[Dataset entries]

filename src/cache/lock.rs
use std::sync::{LockResult, RwLock, RwLockReadGuard, RwLockWriteGuard};

use tracing::warn;

pub(crate) fn rw_read<'a, T>(
    lock: &'a RwLock<T>,
    target: &'static str,
    op: &'static str,
) -> RwLockReadGuard<'a, T> {
    recover(lock.read(), target, op, "rwlock.read")
}

pub(crate) fn rw_write<'a, T>(
    lock: &'a RwLock<T>,
    target: &'static str,
    op: &'static str,
) -> RwLockWriteGuard<'a, T> {
    recover(lock.write(), target, op, "rwlock.write")
}

// A poisoned guard holds at worst one half-written entry; the next `set` for
// that key replaces it.
fn recover<G>(
    result: LockResult<G>,
    target: &'static str,
    op: &'static str,
    lock_kind: &'static str,
) -> G {
    result.unwrap_or_else(|poisoned| {
        warn!(
            op,
            target_module = target,
            lock_kind,
            result = "poisoned_recovered",
            "Recovered from poisoned cache lock"
        );
        poisoned.into_inner()
    })
}
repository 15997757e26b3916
//! Application services layer.

pub mod error;
pub mod fetchers;
pub mod filter;
pub mod page_ids;
pub mod posts;
pub mod properties;
pub mod remote;
//! Domain layer: wire shapes read from Notion and the decoded post model.

pub mod ids;
pub mod post;
pub mod record_map;
pub mod rich_text;
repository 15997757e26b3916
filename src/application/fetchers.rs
//! Cache-backed wrappers around the Notion API.

use std::sync::Arc;

use indexmap::{IndexMap, IndexSet};
use tracing::{debug, warn};

use crate::application::remote::{NotionApi, RemoteError};
use crate::cache::{CacheKey, CachedValue, NotionCache};
use crate::domain::post::User;
use crate::domain::record_map::RecordMap;

#[derive(Clone)]
pub struct NotionFetcher {
    api: Arc<dyn NotionApi>,
    cache: Arc<NotionCache>,
}

impl NotionFetcher {
    pub fn new(api: Arc<dyn NotionApi>, cache: Arc<NotionCache>) -> Self {
        Self { api, cache }
    }

    pub fn cache(&self) -> &Arc<NotionCache> {
        &self.cache
    }

    /// Fetch a page record map, serving it from `page_<id>` while fresh.
    ///
    /// Failures propagate and are never cached.
    pub async fn get_page_with_cache(
        &self,
        page_id: &str,
    ) -> Result<Arc<RecordMap>, RemoteError> {
        let key = CacheKey::page(page_id).to_string();
        if let Some(CachedValue::Page(page)) = self.cache.get(&key) {
            debug!(page_id, "page served from cache");
            return Ok(page);
        }

        match self.api.fetch_page(page_id).await {
            Ok(page) => {
                let page = Arc::new(page);
                self.cache.set(key, CachedValue::Page(page.clone()));
                Ok(page)
            }
            Err(err) => {
                warn!(page_id, error = %err, "failed to fetch page");
                Err(err)
            }
        }
    }

    /// Resolve users by id, consulting `user_<id>` entries first and fetching
    /// the rest in a single batch.
    ///
    /// Never fails: ids that cannot be resolved are absent from the result.
    /// Cached users come first, then newly fetched ones in response order.
    pub async fn get_users_with_cache(&self, user_ids: &[String]) -> IndexMap<String, User> {
        let unique: IndexSet<&str> = user_ids.iter().map(String::as_str).collect();
        let mut users = IndexMap::with_capacity(unique.len());
        let mut to_fetch = Vec::new();

        for user_id in unique {
            match self.cache.get(&CacheKey::user(user_id).to_string()) {
                Some(CachedValue::User(user)) => {
                    users.insert(user_id.to_string(), user);
                }
                _ => to_fetch.push(user_id.to_string()),
            }
        }

        if to_fetch.is_empty() {
            return users;
        }

        match self.api.fetch_users(&to_fetch).await {
            Ok(records) => {
                for user in records.into_values().filter_map(|record| record.value) {
                    if user.id.is_empty() {
                        continue;
                    }
                    let user = User::from(user);
                    self.cache
                        .set(CacheKey::user(&user.id), CachedValue::User(user.clone()));
                    users.insert(user.id.clone(), user);
                }
            }
            Err(err) => {
                warn!(
                    requested = to_fetch.len(),
                    error = %err,
                    "failed to fetch users; continuing with cached users"
                );
            }
        }

        users
    }
}

#[cfg(test)]
pub(crate) mod tests {
    use std::sync::Mutex;
    use std::sync::atomic::{AtomicUsize, Ordering};

    use async_trait::async_trait;

    use super::*;
    use crate::cache::CacheConfig;
    use crate::domain::record_map::{NotionUser, Record, RecordTable};

    /// In-memory Notion double that counts calls.
    #[derive(Default)]
    pub(crate) struct FakeNotion {
        pub pages: Mutex<IndexMap<String, RecordMap>>,
        pub users: Mutex<IndexMap<String, NotionUser>>,
        pub fail_users: bool,
        pub page_calls: AtomicUsize,
        pub user_calls: Mutex<Vec<Vec<String>>>,
    }

    impl FakeNotion {
        pub fn with_page(self, id: &str, page: RecordMap) -> Self {
            self.pages
                .lock()
                .expect("pages lock")
                .insert(id.to_string(), page);
            self
        }

        pub fn with_user(self, id: &str, given: &str) -> Self {
            self.users.lock().expect("users lock").insert(
                id.to_string(),
                NotionUser {
                    id: id.to_string(),
                    given_name: Some(given.to_string()),
                    ..NotionUser::default()
                },
            );
            self
        }
    }

    #[async_trait]
    impl NotionApi for FakeNotion {
        async fn fetch_page(&self, page_id: &str) -> Result<RecordMap, RemoteError> {
            self.page_calls.fetch_add(1, Ordering::SeqCst);
            self.pages
                .lock()
                .expect("pages lock")
                .get(page_id)
                .cloned()
                .ok_or_else(|| RemoteError::Status {
                    endpoint: "loadPageChunk",
                    status: 404,
                    body: format!("no page {page_id}"),
                })
        }

        async fn fetch_users(
            &self,
            user_ids: &[String],
        ) -> Result<RecordTable<NotionUser>, RemoteError> {
            self.user_calls
                .lock()
                .expect("user calls lock")
                .push(user_ids.to_vec());
            if self.fail_users {
                return Err(RemoteError::transport("syncRecordValues", "connection reset"));
            }
            let users = self.users.lock().expect("users lock");
            Ok(user_ids
                .iter()
                .filter_map(|id| users.get(id))
                .map(|user| (user.id.clone(), Record::new(user.clone())))
                .collect())
        }
    }

    pub(crate) fn fetcher(api: FakeNotion) -> (NotionFetcher, Arc<FakeNotion>) {
        let api = Arc::new(api);
        let cache = Arc::new(NotionCache::new(&CacheConfig::default()));
        (NotionFetcher::new(api.clone(), cache), api)
    }

    #[tokio::test]
    async fn page_is_fetched_once_then_served_from_cache() {
        let (fetcher, api) = fetcher(FakeNotion::default().with_page("p", RecordMap::default()));

        fetcher.get_page_with_cache("p").await.expect("first fetch");
        fetcher.get_page_with_cache("p").await.expect("second fetch");

        assert_eq!(api.page_calls.load(Ordering::SeqCst), 1);
        assert!(fetcher.cache().get("page_p").is_some());
    }

    #[tokio::test]
    async fn failed_page_fetch_is_not_cached() {
        let (fetcher, api) = fetcher(FakeNotion::default());

        assert!(fetcher.get_page_with_cache("missing").await.is_err());
        assert!(fetcher.get_page_with_cache("missing").await.is_err());

        assert_eq!(api.page_calls.load(Ordering::SeqCst), 2);
        assert!(fetcher.cache().is_empty());
    }

    #[tokio::test]
    async fn users_are_deduplicated_and_batched() {
        let (fetcher, api) = fetcher(
            FakeNotion::default()
                .with_user("u1", "Ada")
                .with_user("u2", "Grace"),
        );

        let ids = vec!["u1".to_string(), "u2".to_string(), "u1".to_string()];
        let users = fetcher.get_users_with_cache(&ids).await;

        assert_eq!(users.len(), 2);
        assert_eq!(users["u1"].first_name.as_deref(), Some("Ada"));
        let calls = api.user_calls.lock().expect("calls").clone();
        assert_eq!(calls, vec![vec!["u1".to_string(), "u2".to_string()]]);
        assert!(fetcher.cache().get("user_u2").is_some());
    }

    #[tokio::test]
    async fn cached_users_skip_the_remote_call() {
        let (fetcher, api) = fetcher(FakeNotion::default().with_user("u1", "Ada"));
        let ids = vec!["u1".to_string()];

        fetcher.get_users_with_cache(&ids).await;
        let users = fetcher.get_users_with_cache(&ids).await;

        assert_eq!(users.len(), 1);
        assert_eq!(api.user_calls.lock().expect("calls").len(), 1);
    }

    #[tokio::test]
    async fn unknown_users_are_absent() {
        let (fetcher, _) = fetcher(FakeNotion::default().with_user("u1", "Ada"));
        let ids = vec!["u1".to_string(), "ghost".to_string()];

        let users = fetcher.get_users_with_cache(&ids).await;
        assert_eq!(users.keys().collect::<Vec<_>>(), vec!["u1"]);
    }

    #[tokio::test]
    async fn user_fetch_failure_returns_cached_users_only() {
        let (fetcher, _) = fetcher(FakeNotion {
            fail_users: true,
            ..FakeNotion::default()
        });
        fetcher.cache().set(
            "user_u1",
            CachedValue::User(User {
                id: "u1".into(),
                first_name: Some("Ada".into()),
                last_name: None,
                profile_photo: None,
            }),
        );

        let ids = vec!["u1".to_string(), "u2".to_string()];
        let users = fetcher.get_users_with_cache(&ids).await;

        assert_eq!(users.len(), 1);
        assert!(users.contains_key("u1"));
    }

    #[tokio::test]
    async fn empty_input_makes_no_call() {
        let (fetcher, api) = fetcher(FakeNotion::default());
        assert!(fetcher.get_users_with_cache(&[]).await.is_empty());
        assert!(api.user_calls.lock().expect("calls").is_empty());
    }
}
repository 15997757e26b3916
//! Assembly of the published post list from the blog database.

use std::sync::Arc;
use std::time::Instant;

use chrono_tz::Tz;
use futures::future::join_all;
use metrics::histogram;
use tracing::{debug, info, warn};

use crate::application::fetchers::NotionFetcher;
use crate::application::filter::filter_published;
use crate::application::page_ids::collect_page_ids;
use crate::application::properties::{DecodeError, DecodedPage, PropertyDecoder};
use crate::application::remote::RemoteError;
use crate::cache::Clock;
use crate::domain::ids::id_to_uuid;
use crate::domain::post::{DATE_PROPERTY, Post, PropertyValue};
use crate::domain::record_map::{Block, RecordMap, RecordTable, Schema};
use crate::util::timezone::{local_date_to_unix_ms, parse_zone};

/// Histogram of the time spent decoding the database pages, in milliseconds.
pub const ASSEMBLE_MS: &str = "quire_posts_assemble_ms";

/// Blog-level knobs that shape the post list.
#[derive(Debug, Clone)]
pub struct BlogOptions {
    /// Id of the Notion database page holding the posts.
    pub root_page_id: String,
    /// Restrict enumeration to a single view of the database.
    pub view_id: Option<String>,
    pub sort_by_date: bool,
    /// Zone used to interpret calendar dates without their own zone.
    pub timezone: Tz,
}

#[derive(Clone)]
pub struct PostService {
    fetcher: NotionFetcher,
    decoder: PropertyDecoder,
    options: BlogOptions,
    clock: Arc<dyn Clock>,
}

impl PostService {
    pub fn new(fetcher: NotionFetcher, options: BlogOptions, clock: Arc<dyn Clock>) -> Self {
        Self {
            decoder: PropertyDecoder::new(fetcher.clone()),
            fetcher,
            options,
            clock,
        }
    }

    pub fn options(&self) -> &BlogOptions {
        &self.options
    }

    /// Every published post of the blog database, newest first when
    /// `sort_by_date` is set.
    ///
    /// `None` means the list is unavailable: the root page could not be
    /// fetched or is not a database. `Some(vec![])` means nothing is published.
    pub async fn get_all_posts(&self, include_pages: bool) -> Option<Vec<Post>> {
        let Some(root_id) = id_to_uuid(&self.options.root_page_id) else {
            warn!(
                root_page_id = %self.options.root_page_id,
                "configured root page id is not a Notion id"
            );
            return None;
        };

        let started = Instant::now();
        let record_map = match self.fetcher.get_page_with_cache(&root_id).await {
            Ok(record_map) => record_map,
            Err(err) => {
                warn!(root_id, error = %err, "failed to fetch blog database");
                return None;
            }
        };
        debug!(
            root_id,
            elapsed_ms = started.elapsed().as_millis() as u64,
            "fetched blog database"
        );

        let is_database = record_map
            .block_value(&root_id)
            .is_some_and(Block::is_database);
        if !is_database {
            info!(root_id, "root page is not a database");
            return None;
        }

        let schema = record_map.first_collection().map(|collection| &collection.schema);
        let page_ids = collect_page_ids(
            record_map.first_view_index(),
            self.options.view_id.as_deref(),
        );

        let decode_started = Instant::now();
        let results = join_all(
            page_ids
                .iter()
                .map(|page_id| self.process_page(page_id, &record_map.block, schema)),
        )
        .await;

        let mut candidates = Vec::with_capacity(results.len());
        let mut failures = 0usize;
        for result in results {
            match result {
                Ok(Some(post)) => candidates.push(post),
                Ok(None) => {}
                Err(err) => {
                    failures += 1;
                    warn!(error = %err, "skipping page that failed to decode");
                }
            }
        }

        let decode_ms = decode_started.elapsed().as_secs_f64() * 1000.0;
        histogram!(ASSEMBLE_MS).record(decode_ms);
        debug!(
            candidates = candidates.len(),
            failures,
            elapsed_ms = decode_ms as u64,
            "decoded database pages"
        );

        let mut posts = filter_published(&candidates, include_pages, self.clock.now_ms());
        if self.options.sort_by_date {
            posts.sort_by(|a, b| b.date.cmp(&a.date));
        }
        Some(posts)
    }

    async fn process_page(
        &self,
        page_id: &str,
        blocks: &RecordTable<Block>,
        schema: Option<&Schema>,
    ) -> Result<Option<Post>, DecodeError> {
        let Some(DecodedPage { id, properties }) = self
            .decoder
            .decode_properties(page_id, blocks, schema)
            .await?
        else {
            debug!(page_id, "page block or schema missing; skipping");
            return Ok(None);
        };

        let block = blocks.get(page_id).and_then(|record| record.value.as_ref());
        let full_width = block.is_some_and(Block::full_width);
        let date = resolve_date(
            page_id,
            properties.get(DATE_PROPERTY),
            block.and_then(|block| block.created_time),
            self.options.timezone,
        )?;

        Ok(Some(Post::new(id, full_width, date, properties)))
    }

    /// Full record map of one post, for the renderer.
    pub async fn get_post_blocks(&self, page_id: &str) -> Result<Arc<RecordMap>, RemoteError> {
        let id = id_to_uuid(page_id).unwrap_or_else(|| page_id.to_string());
        let started = Instant::now();
        let result = self.fetcher.get_page_with_cache(&id).await;
        match &result {
            Ok(_) => debug!(
                page_id = %id,
                elapsed_ms = started.elapsed().as_millis() as u64,
                "loaded post blocks"
            ),
            Err(err) => warn!(page_id = %id, error = %err, "failed to load post blocks"),
        }
        result
    }
}

/// Publish time of a page in Unix milliseconds.
///
/// The `date` property's start date wins, read in its own zone when it has one
/// and in `default_zone` otherwise. Without a start date the block creation
/// time is used.
pub fn resolve_date(
    page_id: &str,
    date_property: Option<&PropertyValue>,
    created_time: Option<i64>,
    default_zone: Tz,
) -> Result<i64, DecodeError> {
    let start = match date_property {
        Some(PropertyValue::Date(date)) => date
            .start_date
            .as_deref()
            .filter(|value| !value.is_empty())
            .map(|start_date| (start_date, date)),
        _ => None,
    };

    if let Some((start_date, date)) = start {
        let zone = date
            .time_zone
            .as_deref()
            .and_then(parse_zone)
            .unwrap_or(default_zone);
        return local_date_to_unix_ms(start_date, date.start_time.as_deref(), zone).ok_or_else(
            || DecodeError::InvalidStartDate {
                page_id: page_id.to_string(),
                value: start_date.to_string(),
            },
        );
    }

    created_time.ok_or_else(|| DecodeError::MissingTimestamp {
        page_id: page_id.to_string(),
    })
}

#[cfg(test)]
pub(crate) mod tests {
    use serde_json::json;

    use super::*;
    use crate::application::fetchers::tests::{FakeNotion, fetcher};
    use crate::cache::ManualClock;
    use crate::domain::post::DateValue;

    pub(crate) const ROOT: &str = "11111111-1111-4111-8111-111111111111";
    pub(crate) const NOW: i64 = 1_717_200_000_000;

    pub(crate) fn service(api: FakeNotion, sort_by_date: bool) -> PostService {
        let (fetcher, _) = fetcher(api);
        PostService::new(
            fetcher,
            BlogOptions {
                root_page_id: ROOT.replace('-', ""),
                view_id: None,
                sort_by_date,
                timezone: Tz::UTC,
            },
            Arc::new(ManualClock::new(NOW)),
        )
    }

    pub(crate) fn page(
        id: &str,
        title: &str,
        status: &str,
        start_date: Option<&str>,
        created: i64,
    ) -> serde_json::Value {
        let mut properties = json!({
            "title": [[title]],
            "slug": [[title.to_lowercase()]],
            "type": [["Post"]],
            "status": [[status]]
        });
        if let Some(start) = start_date {
            properties["date"] =
                json!([["\u{2023}", [["d", { "type": "date", "start_date": start }]]]]);
        }
        json!({ "value": {
            "id": id,
            "type": "page",
            "properties": properties,
            "created_time": created
        }})
    }

    pub(crate) fn database(pages: &[(&str, serde_json::Value)]) -> RecordMap {
        let mut block = serde_json::Map::new();
        block.insert(
            ROOT.to_string(),
            json!({ "value": { "id": ROOT, "type": "collection_view_page", "collection_id": "c1" } }),
        );
        for (id, value) in pages {
            block.insert(id.to_string(), value.clone());
        }
        let ids: Vec<&str> = pages.iter().map(|(id, _)| *id).collect();

        serde_json::from_value(json!({
            "block": block,
            "collection": { "c1": { "value": { "id": "c1", "schema": {
                "title": { "name": "title", "type": "title" },
                "slug": { "name": "slug", "type": "text" },
                "type": { "name": "type", "type": "select" },
                "status": { "name": "status", "type": "select" },
                "date": { "name": "date", "type": "date" }
            }}}},
            "collection_query": { "c1": {
                "v1": { "collection_group_results": { "blockIds": ids } }
            }}
        }))
        .expect("database record map")
    }

    #[tokio::test]
    async fn published_posts_are_sorted_newest_first() {
        let map = database(&[
            ("a", page("a", "Older", "Published", Some("2024-01-01"), 0)),
            ("b", page("b", "Draft", "Draft", Some("2024-02-01"), 0)),
            ("c", page("c", "Newer", "Published", None, NOW - 1_000)),
        ]);
        let service = service(FakeNotion::default().with_page(ROOT, map), true);

        let posts = service.get_all_posts(false).await.expect("posts");
        let ids: Vec<&str> = posts.iter().map(|post| post.id.as_str()).collect();
        assert_eq!(ids, vec!["c", "a"]);
        assert_eq!(posts[1].date, 1_704_067_200_000);
        assert_eq!(posts[0].date, NOW - 1_000);
    }

    #[tokio::test]
    async fn enumeration_order_is_kept_without_sorting() {
        let map = database(&[
            ("a", page("a", "First", "Published", Some("2023-01-01"), 0)),
            ("b", page("b", "Second", "Published", Some("2024-01-01"), 0)),
        ]);
        let service = service(FakeNotion::default().with_page(ROOT, map), false);

        let posts = service.get_all_posts(false).await.expect("posts");
        assert_eq!(posts[0].id, "a");
        assert_eq!(posts[1].id, "b");
    }

    #[tokio::test]
    async fn equal_dates_keep_enumeration_order() {
        let map = database(&[
            ("a", page("a", "One", "Published", Some("2024-01-01"), 0)),
            ("b", page("b", "Two", "Published", Some("2024-01-01"), 0)),
            ("c", page("c", "Three", "Published", Some("2024-01-01"), 0)),
        ]);
        let service = service(FakeNotion::default().with_page(ROOT, map), true);

        let posts = service.get_all_posts(false).await.expect("posts");
        let ids: Vec<&str> = posts.iter().map(|post| post.id.as_str()).collect();
        assert_eq!(ids, vec!["a", "b", "c"]);
    }

    #[tokio::test]
    async fn broken_page_is_skipped_not_fatal() {
        let mut broken = page("b", "Broken", "Published", None, 0);
        broken["value"]["properties"]["date"] = json!([["no date token"]]);
        let map = database(&[
            ("a", page("a", "Fine", "Published", Some("2024-01-01"), 0)),
            ("b", broken),
        ]);
        let service = service(FakeNotion::default().with_page(ROOT, map), true);

        let posts = service.get_all_posts(false).await.expect("posts");
        assert_eq!(posts.len(), 1);
        assert_eq!(posts[0].id, "a");
    }

    #[tokio::test]
    async fn non_database_root_yields_none() {
        let map: RecordMap = serde_json::from_value(json!({
            "block": { ROOT: { "value": { "id": ROOT, "type": "page" } } }
        }))
        .expect("record map");
        let service = service(FakeNotion::default().with_page(ROOT, map), true);

        assert!(service.get_all_posts(false).await.is_none());
    }

    #[tokio::test]
    async fn unreachable_root_yields_none() {
        let service = service(FakeNotion::default(), true);
        assert!(service.get_all_posts(false).await.is_none());
    }

    #[tokio::test]
    async fn empty_database_yields_empty_list() {
        let service = service(FakeNotion::default().with_page(ROOT, database(&[])), true);
        assert_eq!(service.get_all_posts(false).await, Some(vec![]));
    }

    #[tokio::test]
    async fn post_blocks_go_through_the_page_cache() {
        let service = service(
            FakeNotion::default().with_page(ROOT, RecordMap::default()),
            true,
        );
        service
            .get_post_blocks(&ROOT.replace('-', ""))
            .await
            .expect("blocks");
        assert!(service.fetcher.cache().get(&format!("page_{ROOT}")).is_some());
    }

    #[test]
    fn start_date_wins_over_creation_time() {
        let date = PropertyValue::Date(DateValue {
            start_date: Some("2024-01-01".into()),
            ..DateValue::default()
        });
        assert_eq!(
            resolve_date("p", Some(&date), Some(42), Tz::UTC).expect("date"),
            1_704_067_200_000
        );
    }

    #[test]
    fn creation_time_is_the_fallback() {
        assert_eq!(resolve_date("p", None, Some(42), Tz::UTC).expect("date"), 42);
    }

    #[test]
    fn date_own_zone_beats_default_zone() {
        let date = PropertyValue::Date(DateValue {
            start_date: Some("2024-01-01".into()),
            time_zone: Some("Asia/Shanghai".into()),
            ..DateValue::default()
        });
        assert_eq!(
            resolve_date("p", Some(&date), None, Tz::UTC).expect("date"),
            1_704_067_200_000 - 8 * 3_600_000
        );
    }

    #[test]
    fn start_time_in_a_dst_gap_still_dates_the_post() {
        let date = PropertyValue::Date(DateValue {
            start_date: Some("2024-03-31".into()),
            start_time: Some("02:30".into()),
            time_zone: Some("Europe/Berlin".into()),
            ..DateValue::default()
        });
        assert_eq!(
            resolve_date("p", Some(&date), Some(42), Tz::UTC).expect("date"),
            1_711_848_600_000
        );
    }

    #[test]
    fn no_timestamp_at_all_is_an_error() {
        let err = resolve_date("p", None, None, Tz::UTC).expect_err("no timestamp");
        assert!(matches!(err, DecodeError::MissingTimestamp { .. }));
    }
}
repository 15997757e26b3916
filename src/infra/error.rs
use thiserror::Error;

#[derive(Debug, Error)]
pub enum InfraError {
    #[error("io error: {0}")]
    Io(#[from] std::io::Error),
    #[error("telemetry initialization failed: {0}")]
    Telemetry(String),
    #[error("configuration error: {message}")]
    Configuration { message: String },
}

impl InfraError {
    pub fn configuration(message: impl Into<String>) -> Self {
        Self::Configuration {
            message: message.into(),
        }
    }

    pub fn telemetry(message: impl Into<String>) -> Self {
        Self::Telemetry(message.into())
    }
}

§ **EXERCISE**:
In the entries above, identify every line with the word "used". Copy those lines.

§ **EXERCISE ANSWER**:
    /// Zone used to interpret calendar dates without their own zone.
/// time is used.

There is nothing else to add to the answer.